By the time he wrote a famous letter which altered the course of Australian sporting history, Thomas Wentworth Wills was already one of the famous sportsmen of the colony of Victoria.
Originally born in today's New South Wales as the grandson of a transported convict, Wills was also the older cousin of Henry Harrison, and son of a Victorian MP. He returned to England as a 14-year-old and was enrolled at Rugby School. He captained their school football side and cricket XI, also playing for a number of other cricket sides around the country.
After his return to the Port Phillip Colony in 1856 Wills played for Victoria in inter-colonial cricket matches, and in January 1858 was part of the first team from the south to ever beat their northern neighbours.
In September 1857, Wills was elected as honorary secretary of the MCC, replacing William Hammersley but also played for other local clubs when the MCC didn't have a Saturday fixture. Late in 1858 he left Melbourne Cricket Club and joined Richmond.
On 10 July, 1858 he wrote the letter to Bell's Life magazine which would help formalise a game which had been played in various forms since the 1840's. Wills wrote:
Dear Sir,
Now that cricket has been put aside for some months to come, and cricketers have assumed somewhat of the chrysalis nature (for the time being only, it is true), but at length again will burst forth in all their varied hues, rather than allow this state of torpor to creep over them and stifle their now supple limbs, why cannot they, I say, form a football club, and form a committee of three or more to draw up a code of laws?

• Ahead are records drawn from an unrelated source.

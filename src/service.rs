//! The corpus service
//! Validates caller input and runs add/remove/search against a vector store

use std::sync::Arc;

use tracing::debug;

use crate::engine::SimilarityEngine;
use crate::error::{Error, Result};
use crate::store::VectorStore;
use crate::types::{Entry, ScoredResult};
use crate::vector::all_finite;

pub const DEFAULT_K: usize = 5;

/// Knobs for [`CorpusService::search_with`].
#[derive(Debug, Clone, Copy, PartialEq, Eq)]
pub struct SearchOptions {
    pub k: usize,
    /// Fail with [`Error::EmptyCorpus`] instead of returning no hits.
    pub require_results: bool,
}

impl Default for SearchOptions {
    fn default() -> Self {
        SearchOptions { k: DEFAULT_K, require_results: false }
    }
}

/// Orchestrates a [`VectorStore`] and a [`SimilarityEngine`].
///
/// Holds no state besides the store handle and its settings, so it can be
/// shared across threads. The corpus is re-read from the store on every
/// search.
#[derive(Clone)]
pub struct CorpusService {
    store: Arc<dyn VectorStore>,
    engine: SimilarityEngine,
    dimension: Option<usize>,
    default_k: usize,
}

impl CorpusService {
    pub fn new(store: Arc<dyn VectorStore>, engine: SimilarityEngine) -> Self {
        CorpusService { store, engine, dimension: None, default_k: DEFAULT_K }
    }

    /// Require every added vector to have exactly `dimension` components.
    ///
    /// Fails with `InvalidArgument` when `dimension` is zero, since no
    /// vector could ever be added.
    pub fn with_dimension(mut self, dimension: usize) -> Result<Self> {
        if dimension == 0 {
            return Err(Error::InvalidArgument("dimension must be at least 1".to_string()));
        }
        self.dimension = Some(dimension);
        Ok(self)
    }

    /// Fails with `InvalidArgument` when `k` is zero.
    pub fn with_default_k(mut self, k: usize) -> Result<Self> {
        if k == 0 {
            return Err(Error::InvalidArgument("default k must be at least 1".to_string()));
        }
        self.default_k = k;
        Ok(self)
    }

    pub fn default_k(&self) -> usize {
        self.default_k
    }

    pub fn dimension(&self) -> Option<usize> {
        self.dimension
    }

    /// Inserts `vector` under `id`, replacing any previous vector.
    ///
    /// # Examples
    ///
    /// ```
    /// use std::sync::Arc;
    /// use semdb::{CorpusService, MemoryStore, SimilarityEngine};
    ///
    /// let service = CorpusService::new(Arc::new(MemoryStore::new()), SimilarityEngine::default());
    /// service.add("X", vec![1.0, 0.0]).unwrap();
    /// service.add("X", vec![0.0, 1.0]).unwrap();
    ///
    /// let hits = service.search(&[0.0, 1.0], 1).unwrap();
    /// assert_eq!(hits[0].id, "X");
    /// assert_eq!(service.count().unwrap(), 1);
    /// ```
    pub fn add(&self, id: impl Into<String>, vector: Vec<f32>) -> Result<()> {
        let id = id.into();
        if id.is_empty() {
            return Err(Error::InvalidArgument("id must not be empty".to_string()));
        }
        check_vector(&vector, &id)?;
        if let Some(expected) = self.dimension {
            if vector.len() != expected {
                return Err(Error::DimensionMismatch { id, expected, actual: vector.len() });
            }
        }

        self.store.upsert(&id, &vector)?;
        debug!(%id, dimension = vector.len(), "upserted vector");
        Ok(())
    }

    /// Removes `id`. Succeeds whether or not it was present.
    pub fn remove(&self, id: &str) -> Result<()> {
        self.store.delete(id)?;
        debug!(id, "removed vector");
        Ok(())
    }

    /// Top `k` matches for `query`, best first. No matches is an empty list.
    pub fn search(&self, query: &[f32], k: usize) -> Result<Vec<ScoredResult>> {
        self.search_with(query, SearchOptions { k, require_results: false })
    }

    /// [`search`](Self::search) with the configured default `k`.
    pub fn search_default(&self, query: &[f32]) -> Result<Vec<ScoredResult>> {
        self.search(query, self.default_k)
    }

    pub fn search_with(&self, query: &[f32], options: SearchOptions) -> Result<Vec<ScoredResult>> {
        check_vector(query, "query")?;

        let corpus = self.store.scan_all()?;
        let ranking = self.engine.rank(query, &corpus, options.k)?;

        if options.require_results && ranking.hits.is_empty() {
            return Err(Error::EmptyCorpus);
        }
        Ok(ranking.hits)
    }

    pub fn get(&self, id: &str) -> Result<Option<Vec<f32>>> {
        Ok(self.store.get(id)?)
    }

    pub fn list(&self) -> Result<Vec<Entry>> {
        Ok(self.store.scan_all()?)
    }

    pub fn count(&self) -> Result<usize> {
        Ok(self.store.len()?)
    }
}

fn check_vector(vector: &[f32], id: &str) -> Result<()> {
    if vector.is_empty() {
        return Err(Error::InvalidArgument(format!("vector '{id}' is empty")));
    }
    if !all_finite(vector) {
        return Err(Error::InvalidArgument(format!("vector '{id}' contains non-finite values")));
    }
    Ok(())
}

If a club of this sort was got up, it would be of vast benefit to any cricket ground to be trampled on, and would make the turf firm and durable, besides which it would help those who are inclined to become stout and having their joints encased in useless superabundant flesh.
If it were not possible to form a football club, why should these young men who have adopted this new country for their motherland - why, I say, do not they form themselves into a rifle club, so at any date they may be some day called upon to aid their adopted land against a tyrant who may some time pop upon us when we least expect a foe at our very own doors. Surely our young cricketers are not afraid of a crack of a rifle when they face so courageously the leather sphere, and it would disgrace no one to learn in time to defend his country and his hearth.

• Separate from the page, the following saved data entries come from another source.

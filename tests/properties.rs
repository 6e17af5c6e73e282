//! Property-based tests for ranking and the corpus service.

use std::sync::Arc;

use proptest::prelude::*;
use semdb::{CorpusService, Entry, Error, MemoryStore, SimilarityEngine, vector::norm};

/// Vectors of a fixed dimension, kept away from zero norm.
fn arb_vector(dim: usize) -> impl Strategy<Value = Vec<f32>> {
    prop::collection::vec(-100.0f32..100.0, dim).prop_filter("non-zero norm", |v| norm(v) > 1e-2)
}

/// A corpus with unique ids plus a query of the same dimension.
fn arb_case() -> impl Strategy<Value = (Vec<f32>, Vec<Entry>, usize)> {
    (2usize..12).prop_flat_map(|dim| {
        (
            arb_vector(dim),
            prop::collection::vec(arb_vector(dim), 0..40),
            1usize..10,
        )
            .prop_map(|(query, vectors, k)| {
                let corpus = vectors
                    .into_iter()
                    .enumerate()
                    .map(|(i, v)| Entry::new(format!("id{i:03}"), v))
                    .collect();
                (query, corpus, k)
            })
    })
}

proptest! {
    #[test]
    fn rank_respects_k_and_score_range((query, corpus, k) in arb_case()) {
        let ranking = SimilarityEngine::default().rank(&query, &corpus, k).unwrap();

        prop_assert_eq!(ranking.hits.len(), k.min(corpus.len()));
        for hit in &ranking.hits {
            prop_assert!((-1.0..=1.0).contains(&hit.score));
        }
        for w in ranking.hits.windows(2) {
            prop_assert!(
                w[0].score > w[1].score || (w[0].score == w[1].score && w[0].id < w[1].id)
            );
        }
    }

    #[test]
    fn rank_is_deterministic((query, corpus, k) in arb_case()) {
        let engine = SimilarityEngine::default();
        let first = engine.rank(&query, &corpus, k).unwrap();

        let mut shuffled = corpus.clone();
        shuffled.reverse();
        let second = engine.rank(&query, &shuffled, k).unwrap();

        prop_assert_eq!(first, second);
    }

    #[test]
    fn rank_is_scale_invariant_for_powers_of_two(
        (query, corpus, k) in arb_case(),
        exp in -4i32..5,
    ) {
        // Power-of-two scaling is exact in floating point, so the unit vector is unchanged.
        let scale = 2f32.powi(exp);
        let scaled: Vec<f32> = query.iter().map(|x| x * scale).collect();
        let engine = SimilarityEngine::default();

        prop_assert_eq!(
            engine.rank(&query, &corpus, k).unwrap(),
            engine.rank(&scaled, &corpus, k).unwrap()
        );
    }

    #[test]
    fn rank_scores_are_scale_invariant((query, corpus, k) in arb_case(), scale in 0.01f32..100.0) {
        let scaled: Vec<f32> = query.iter().map(|x| x * scale).collect();
        let engine = SimilarityEngine::default();

        let plain = engine.rank(&query, &corpus, k).unwrap();
        let scaled = engine.rank(&scaled, &corpus, k).unwrap();

        prop_assert_eq!(plain.hits.len(), scaled.hits.len());
        for (a, b) in plain.hits.iter().zip(&scaled.hits) {
            prop_assert!((a.score - b.score).abs() < 1e-4);
        }
    }

    #[test]
    fn rank_finds_itself((_query, corpus, _k) in arb_case(), pick in any::<prop::sample::Index>()) {
        prop_assume!(!corpus.is_empty());
        let target = &corpus[pick.index(corpus.len())];

        let ranking = SimilarityEngine::default().rank(&target.vector, &corpus, 1).unwrap();

        prop_assert!((ranking.hits[0].score - 1.0).abs() < 1e-4);
    }

    #[test]
    fn zero_corpus_vectors_never_surface((query, mut corpus, k) in arb_case()) {
        let dim = query.len();
        corpus.push(Entry::new("zero", vec![0.0; dim]));

        let ranking = SimilarityEngine::default().rank(&query, &corpus, k).unwrap();

        prop_assert!(ranking.hits.iter().all(|h| h.id != "zero"));
        prop_assert_eq!(ranking.excluded, vec!["zero".to_string()]);
    }

    #[test]
    fn dimension_mismatch_returns_no_results((query, mut corpus, k) in arb_case()) {
        corpus.push(Entry::new("odd", vec![1.0; query.len() + 1]));

        let result = SimilarityEngine::default().rank(&query, &corpus, k);

        prop_assert!(
            matches!(result, Err(Error::DimensionMismatch { ref id, .. }) if id == "odd"),
            "unexpected result: {:?}",
            result
        );
    }

    #[test]
    fn zero_query_is_rejected((query, corpus, k) in arb_case()) {
        let zero = vec![0.0; query.len()];
        prop_assert!(matches!(SimilarityEngine::default().rank(&zero, &corpus, k), Err(Error::ZeroVector)));
    }

    #[test]
    fn upsert_then_search_finds_latest(first in arb_vector(4), second in arb_vector(4)) {
        let service = CorpusService::new(Arc::new(MemoryStore::new()), SimilarityEngine::default());
        service.add("X", first).unwrap();
        service.add("X", second.clone()).unwrap();

        let hits = service.search(&second, 1).unwrap();

        prop_assert_eq!(service.count().unwrap(), 1);
        prop_assert_eq!(&hits[0].id, "X");
        prop_assert!((hits[0].score - 1.0).abs() < 1e-4);
    }
}

#[test]
fn self_similarity_picks_own_id() {
    let corpus = vec![
        Entry::new("A", vec![1.0, 0.0, 0.0]),
        Entry::new("B", vec![0.0, 1.0, 0.0]),
        Entry::new("X", vec![0.3, -0.2, 0.9]),
    ];

    let ranking = SimilarityEngine::default().rank(&[0.3, -0.2, 0.9], &corpus, 1).unwrap();

    assert_eq!(ranking.hits[0].id, "X");
    assert!((ranking.hits[0].score - 1.0).abs() < 1e-6);
}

A firm heart and a steady hand and a quick eye are all that are requisite and with practice all these may be attained.
Trusting that someone will take up this matter and form either of the above clubs, or at any rate some athletic games.
On Saturday 7 August 1858 Wills acted as one of the honorary referees for the Scotch College vs Melbourne Grammar match which is often cited as the birth of the modern game of Australian Football despite evidence that other games had already been played. The two sides drew under Wills' eye after approximately four hours of play, and two subsequent games ended goalless.
A series of scratch matches were also played in the grounds adjacent to the MCG, organised by Wills' contemporary Jerry Bryant but the Melbourne club itself did not come together until 1859 - with Wills as their inaugural captain.
Footballers played with loose affiliations in the early days, and at various times Wills also turned out for Richmond - where he was captain and secretary in 1860 until resigning from the latter job in July - and a combined Richmond/Geelong team. A true dual-sport superstar, the master bowler was also a skilled footballer and dominated early games with his tactics and long kicking.
At the end of the 1860 season Wills was exiled from the MCC after failing to produce the financial records at the AGM and he moved to Geelong. The MCC had him back as a cricketer, he was too good to lose, but he never again played football for Melbourne. In 1860 as captain of Richmond in a game against Melbourne he demanded the Rugby school oval ball be used, much to the consternation of his former teammate James Thompson. The two later fell out over cricketing matters.
In 1861 Wills left for Queensland with his father, but Horatio and all on the station were killed by members of the local indigenous population while Wills was away. By 1863 he was back playing football as captain in Geelong, and at the end of that year was elected captain of the Victorian cricket team to take on the touring English side. In 1864 he split his time between playing football in Melbourne and Geelong before moving to Geelong for good at the end of 1865 after his football career had come to an end. That year he had attempted to alter the rules to put a cross-bar on the goalposts which players would have to kick over to score. The proposal went to a vote of the football club but was defeated on the casting vote of the chairman after a tie.
He continued to contribute on-field as an umpire and later later served as an administrator at Geelong. He was elected vice president in 1873, serving in the role until the end of 1876. In 1877 Wills was initially chosen as one of the club's delegates to the newly formed VFA but was soon dropped without explanation. Nevertheless Wills served as a field umpire in the first three months of the inaugural VFA season.
Wills' brothers Cedric, Egbert and Horace also played for Geelong. His entire Geelong career was 1860, 1863 to 1865, 1867 to 1868 and 1872 to 1874.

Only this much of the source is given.